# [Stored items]
//! Clients for the Momento Simple Cache Service.
//!
//! Two facades share one request pipeline:
//!
//! - [`SimpleCacheClient`] - async, for use inside a tokio runtime
//! - [`blocking::SimpleCacheClient`] - blocking, drives its own runtime
//!
//! Every operation validates its inputs locally, sends exactly one request
//! under the client's fixed deadline, and reports failures as [`SdkError`].
//!
//! ## Quick Start
//!
//! ```rust,ignore
//! use momento_client::prelude::*;
//!
//! let config = ClientConfig::from_env().default_ttl_seconds(60).build()?;
//! let client = SimpleCacheClient::connect(config).await?;
//!
//! client.create_cache("my-cache").await?;
//! client.set("my-cache", "greeting", "hello", None).await?;
//!
//! match client.get("my-cache", "greeting").await? {
//!     CacheGetResponse::Hit(value) => println!("hit: {:?}", value),
//!     CacheGetResponse::Miss => println!("miss"),
//! }
//! ```

#![allow(clippy::result_large_err)]

pub mod blocking;
pub mod client;
pub mod config;
pub mod convert;
pub mod endpoints;
pub mod error;
pub mod executor;
pub mod ops;
pub mod responses;
pub mod tools;
pub mod transport;
pub mod validation;

#[cfg(any(test, feature = "testing"))]
pub mod testing;

pub use client::SimpleCacheClient;
pub use config::{ClientConfig, ClientConfigBuilder, DEFAULT_REQUEST_TIMEOUT};
pub use endpoints::Endpoints;
pub use error::{ErrorKind, Result, SdkError};
pub use executor::Executor;
pub use ops::IntoBytes;
pub use responses::*;
pub use tools::{Codec, JsonCodec, ReadThrough};
pub use transport::{ControlPlane, DataPlane, GrpcControlPlane, GrpcDataPlane};

/// Prelude for common imports.
pub mod prelude {
    pub use crate::blocking;
    pub use crate::client::SimpleCacheClient;
    pub use crate::config::{ClientConfig, ClientConfigBuilder};
    pub use crate::error::{ErrorKind, Result, SdkError};
    pub use crate::ops::IntoBytes;
    pub use crate::responses::{CacheGetResponse, CacheGetStatus};
    pub use crate::tools::ReadThrough;
}
//! Translation between logical operations and wire messages.
//!
//! Every operation has a `prepare_*` function building its wire request and a
//! `construct_*` function mapping the wire response to a typed result. None of
//! them perform I/O.

use bytes::Bytes;
use chrono::{DateTime, Utc};
use momento_wire::{
    CreateCacheRequest, CreateCacheResponse as WireCreateCacheResponse, CreateSigningKeyRequest,
    CreateSigningKeyResponse as WireCreateSigningKeyResponse, DeleteCacheRequest,
    DeleteCacheResponse as WireDeleteCacheResponse, DeleteRequest, DeleteResponse, ECacheResult,
    GetRequest, GetResponse, ListCachesRequest, ListCachesResponse as WireListCachesResponse,
    ListSigningKeysRequest, ListSigningKeysResponse as WireListSigningKeysResponse,
    RevokeSigningKeyRequest, RevokeSigningKeyResponse as WireRevokeSigningKeyResponse, SetRequest,
    SetResponse,
};
use serde::Deserialize;
use tracing::trace;

use crate::responses::{
    CacheDeleteResponse, CacheGetResponse, CacheInfo, CacheSetResponse, CreateCacheResponse,
    CreateSigningKeyResponse, DeleteCacheResponse, ListCachesResponse, ListSigningKeysResponse,
    RevokeSigningKeyResponse, SigningKey,
};
use crate::validation::{validate_signing_key_ttl, validate_ttl};
use crate::{Result, SdkError};

/// Conversion of keys and values into their wire bytes.
///
/// Text is encoded as UTF-8, so `"abc"` and `b"abc"` name the same item.
pub trait IntoBytes {
    fn into_wire_bytes(self) -> Bytes;
}

impl IntoBytes for &str {
    fn into_wire_bytes(self) -> Bytes {
        Bytes::copy_from_slice(self.as_bytes())
    }
}

impl IntoBytes for String {
    fn into_wire_bytes(self) -> Bytes {
        Bytes::from(self)
    }
}

impl IntoBytes for &String {
    fn into_wire_bytes(self) -> Bytes {
        Bytes::copy_from_slice(self.as_bytes())
    }
}

impl IntoBytes for &[u8] {
    fn into_wire_bytes(self) -> Bytes {
        Bytes::copy_from_slice(self)
    }
}

impl<const N: usize> IntoBytes for &[u8; N] {
    fn into_wire_bytes(self) -> Bytes {
        Bytes::copy_from_slice(self)
    }
}

impl IntoBytes for Vec<u8> {
    fn into_wire_bytes(self) -> Bytes {
        Bytes::from(self)
    }
}

impl IntoBytes for &Vec<u8> {
    fn into_wire_bytes(self) -> Bytes {
        Bytes::copy_from_slice(self)
    }
}

impl IntoBytes for Bytes {
    fn into_wire_bytes(self) -> Bytes {
        self
    }
}

impl IntoBytes for &Bytes {
    fn into_wire_bytes(self) -> Bytes {
        self.clone()
    }
}

// Data plane

pub fn prepare_set_request(
    key: Bytes,
    value: Bytes,
    ttl_seconds: Option<u64>,
    default_ttl_seconds: u64,
) -> Result<SetRequest> {
    let ttl_seconds = ttl_seconds.unwrap_or(default_ttl_seconds);
    validate_ttl(ttl_seconds)?;
    trace!(key = ?key, ttl_seconds, "Issuing a set request");

    Ok(SetRequest {
        cache_key: key,
        cache_body: value,
        ttl_milliseconds: ttl_seconds * 1000,
    })
}

pub fn construct_set_response(request: SetRequest, _response: SetResponse) -> Result<CacheSetResponse> {
    trace!(key = ?request.cache_key, "Set succeeded");
    Ok(CacheSetResponse {
        key: request.cache_key,
        value: request.cache_body,
    })
}

pub fn prepare_get_request(key: Bytes) -> GetRequest {
    trace!(key = ?key, "Issuing a get request");
    GetRequest { cache_key: key }
}

pub fn construct_get_response(request: GetRequest, response: GetResponse) -> Result<CacheGetResponse> {
    trace!(key = ?request.cache_key, result = response.result, "Received a get response");
    match ECacheResult::try_from(response.result) {
        Ok(ECacheResult::Hit) => Ok(CacheGetResponse::Hit(response.cache_body)),
        Ok(ECacheResult::Miss) => Ok(CacheGetResponse::Miss),
        _ => Err(SdkError::internal_server(format!(
            "Get received unsupported result code {}: {}",
            response.result, response.message
        ))),
    }
}

pub fn prepare_delete_request(key: Bytes) -> DeleteRequest {
    trace!(key = ?key, "Issuing a delete request");
    DeleteRequest { cache_key: key }
}

pub fn construct_delete_response(
    _request: DeleteRequest,
    _response: DeleteResponse,
) -> Result<CacheDeleteResponse> {
    Ok(CacheDeleteResponse)
}

// Control plane

pub fn prepare_create_cache_request(cache_name: &str) -> CreateCacheRequest {
    CreateCacheRequest {
        cache_name: cache_name.to_string(),
    }
}

pub fn construct_create_cache_response(
    _request: CreateCacheRequest,
    _response: WireCreateCacheResponse,
) -> Result<CreateCacheResponse> {
    Ok(CreateCacheResponse)
}

pub fn prepare_delete_cache_request(cache_name: &str) -> DeleteCacheRequest {
    DeleteCacheRequest {
        cache_name: cache_name.to_string(),
    }
}

pub fn construct_delete_cache_response(
    _request: DeleteCacheRequest,
    _response: WireDeleteCacheResponse,
) -> Result<DeleteCacheResponse> {
    Ok(DeleteCacheResponse)
}

pub fn prepare_list_caches_request(next_token: Option<&str>) -> ListCachesRequest {
    ListCachesRequest {
        next_token: next_token.unwrap_or_default().to_string(),
    }
}

pub fn construct_list_caches_response(
    _request: ListCachesRequest,
    response: WireListCachesResponse,
) -> Result<ListCachesResponse> {
    Ok(ListCachesResponse {
        caches: response
            .cache
            .into_iter()
            .map(|cache| CacheInfo {
                name: cache.cache_name,
            })
            .collect(),
        next_token: non_empty(response.next_token),
    })
}

pub fn prepare_create_signing_key_request(ttl_minutes: u32) -> Result<CreateSigningKeyRequest> {
    validate_signing_key_ttl(ttl_minutes)?;
    Ok(CreateSigningKeyRequest { ttl_minutes })
}

#[derive(Deserialize)]
struct KeyId {
    kid: String,
}

pub fn construct_create_signing_key_response(
    response: WireCreateSigningKeyResponse,
    endpoint: &str,
) -> Result<CreateSigningKeyResponse> {
    let KeyId { kid } = serde_json::from_str(&response.key).map_err(|e| {
        SdkError::internal_server(format!("Signing key is missing its key id: {}", e))
    })?;

    Ok(CreateSigningKeyResponse {
        key_id: kid,
        endpoint: endpoint.to_string(),
        key: response.key,
        expires_at: timestamp(response.expires_at)?,
    })
}

pub fn prepare_revoke_signing_key_request(key_id: &str) -> Result<RevokeSigningKeyRequest> {
    if key_id.is_empty() {
        return Err(SdkError::invalid_argument("Signing key id must not be empty"));
    }
    Ok(RevokeSigningKeyRequest {
        key_id: key_id.to_string(),
    })
}

pub fn construct_revoke_signing_key_response(
    _request: RevokeSigningKeyRequest,
    _response: WireRevokeSigningKeyResponse,
) -> Result<RevokeSigningKeyResponse> {
    Ok(RevokeSigningKeyResponse)
}

pub fn prepare_list_signing_keys_request(next_token: Option<&str>) -> ListSigningKeysRequest {
    ListSigningKeysRequest {
        next_token: next_token.unwrap_or_default().to_string(),
    }
}

pub fn construct_list_signing_keys_response(
    response: WireListSigningKeysResponse,
    endpoint: &str,
) -> Result<ListSigningKeysResponse> {
    let signing_keys = response
        .signing_key
        .into_iter()
        .map(|key| {
            Ok(SigningKey {
                key_id: key.key_id,
                endpoint: endpoint.to_string(),
                expires_at: timestamp(key.expires_at)?,
            })
        })
        .collect::<Result<Vec<_>>>()?;

    Ok(ListSigningKeysResponse {
        signing_keys,
        next_token: non_empty(response.next_token),
    })
}

fn non_empty(token: String) -> Option<String> {
    if token.is_empty() { None } else { Some(token) }
}

fn timestamp(epoch_seconds: u64) -> Result<DateTime<Utc>> {
    i64::try_from(epoch_seconds)
        .ok()
        .and_then(|secs| DateTime::from_timestamp(secs, 0))
        .ok_or_else(|| {
            SdkError::internal_server(format!("Expiry {} is out of range", epoch_seconds))
        })
}

#[cfg(test)]
mod tests {
    use super::*;
    use crate::ErrorKind;
    use crate::validation::MAX_TTL_SECONDS;
    use momento_wire::{Cache, SigningKey as WireSigningKey};

    #[test]
    fn test_text_and_bytes_keys_match() {
        assert_eq!("key".into_wire_bytes(), b"key".into_wire_bytes());
        assert_eq!(String::from("key").into_wire_bytes(), vec![b'k', b'e', b'y'].into_wire_bytes());
        assert_eq!("ключ".into_wire_bytes(), "ключ".as_bytes().into_wire_bytes());
    }

    #[test]
    fn test_set_request_uses_default_ttl() {
        let request = prepare_set_request("k".into_wire_bytes(), "v".into_wire_bytes(), None, 60).unwrap();
        assert_eq!(request.ttl_milliseconds, 60_000);
    }

    #[test]
    fn test_set_request_ttl_override() {
        let request =
            prepare_set_request("k".into_wire_bytes(), "v".into_wire_bytes(), Some(5), 60).unwrap();
        assert_eq!(request.ttl_milliseconds, 5_000);
    }

    #[test]
    fn test_set_request_rejects_bad_ttl() {
        for ttl in [0, MAX_TTL_SECONDS + 1] {
            let err = prepare_set_request(Bytes::new(), Bytes::new(), Some(ttl), 60).unwrap_err();
            assert_eq!(err.kind(), ErrorKind::InvalidArgument);
        }
        assert!(prepare_set_request(Bytes::new(), Bytes::new(), Some(MAX_TTL_SECONDS), 60).is_ok());
    }

    #[test]
    fn test_set_response_echoes_request() {
        let request = prepare_set_request("k".into_wire_bytes(), "v".into_wire_bytes(), None, 60).unwrap();
        let response = construct_set_response(request, SetResponse::default()).unwrap();

        assert_eq!(response.key_as_str(), Some("k"));
        assert_eq!(response.value_as_str(), Some("v"));
    }

    #[test]
    fn test_get_response_hit_and_miss() {
        let hit = GetResponse {
            result: ECacheResult::Hit as i32,
            cache_body: Bytes::from_static(b"v"),
            message: String::new(),
        };
        let miss = GetResponse {
            result: ECacheResult::Miss as i32,
            ..Default::default()
        };

        assert_eq!(
            construct_get_response(prepare_get_request(Bytes::new()), hit).unwrap(),
            CacheGetResponse::Hit(Bytes::from_static(b"v"))
        );
        assert_eq!(
            construct_get_response(prepare_get_request(Bytes::new()), miss).unwrap(),
            CacheGetResponse::Miss
        );
    }

    #[test]
    fn test_get_response_unrecognized_result() {
        for result in [ECacheResult::Invalid as i32, ECacheResult::Ok as i32, 42] {
            let response = GetResponse {
                result,
                message: "odd".to_string(),
                ..Default::default()
            };
            let err = construct_get_response(prepare_get_request(Bytes::new()), response).unwrap_err();
            assert_eq!(err.kind(), ErrorKind::InternalServer);
        }
    }

    #[test]
    fn test_list_caches_token() {
        let last_page = WireListCachesResponse {
            cache: vec![Cache {
                cache_name: "a".to_string(),
            }],
            next_token: String::new(),
        };
        let response =
            construct_list_caches_response(prepare_list_caches_request(None), last_page).unwrap();

        assert_eq!(response.caches, vec![CacheInfo { name: "a".to_string() }]);
        assert_eq!(response.next_token, None);

        let request = prepare_list_caches_request(Some("2"));
        assert_eq!(request.next_token, "2");
    }

    #[test]
    fn test_create_signing_key_response() {
        let response = WireCreateSigningKeyResponse {
            key: r#"{"kid":"key-1","kty":"RSA"}"#.to_string(),
            expires_at: 1_700_000_000,
        };

        let key = construct_create_signing_key_response(response, "cache.example.com").unwrap();

        assert_eq!(key.key_id, "key-1");
        assert_eq!(key.endpoint, "cache.example.com");
        assert_eq!(key.expires_at.timestamp(), 1_700_000_000);
    }

    #[test]
    fn test_create_signing_key_response_without_kid() {
        let response = WireCreateSigningKeyResponse {
            key: r#"{"kty":"RSA"}"#.to_string(),
            expires_at: 0,
        };
        let err = construct_create_signing_key_response(response, "e").unwrap_err();
        assert_eq!(err.kind(), ErrorKind::InternalServer);
    }

    #[test]
    fn test_signing_key_inputs() {
        assert!(prepare_create_signing_key_request(0).is_err());
        assert_eq!(prepare_create_signing_key_request(30).unwrap().ttl_minutes, 30);
        assert!(prepare_revoke_signing_key_request("").is_err());
    }

    #[test]
    fn test_list_signing_keys_response() {
        let response = WireListSigningKeysResponse {
            signing_key: vec![WireSigningKey {
                key_id: "k".to_string(),
                expires_at: 60,
            }],
            next_token: "next".to_string(),
        };

        let page = construct_list_signing_keys_response(response, "cache.example.com").unwrap();

        assert_eq!(page.signing_keys[0].key_id, "k");
        assert_eq!(page.signing_keys[0].expires_at.timestamp(), 60);
        assert_eq!(page.next_token.as_deref(), Some("next"));
    }

    #[test]
    fn test_expiry_out_of_range() {
        let response = WireListSigningKeysResponse {
            signing_key: vec![WireSigningKey {
                key_id: "k".to_string(),
                expires_at: u64::MAX,
            }],
            next_token: String::new(),
        };
        let err = construct_list_signing_keys_response(response, "e").unwrap_err();
        assert_eq!(err.kind(), ErrorKind::InternalServer);
    }
}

# [AIM OF THE EXERCISE]
Search the data for the string "ECacheResult" and copy out every line where it is found.

# [RESPONSE TO THE TASK]
    DeleteCacheResponse as WireDeleteCacheResponse, DeleteRequest, DeleteResponse, ECacheResult,
    match ECacheResult::try_from(response.result) {
        Ok(ECacheResult::Hit) => Ok(CacheGetResponse::Hit(response.cache_body)),
        Ok(ECacheResult::Miss) => Ok(CacheGetResponse::Miss),
            result: ECacheResult::Hit as i32,
            result: ECacheResult::Miss as i32,
        for result in [ECacheResult::Invalid as i32, ECacheResult::Ok as i32, 42] {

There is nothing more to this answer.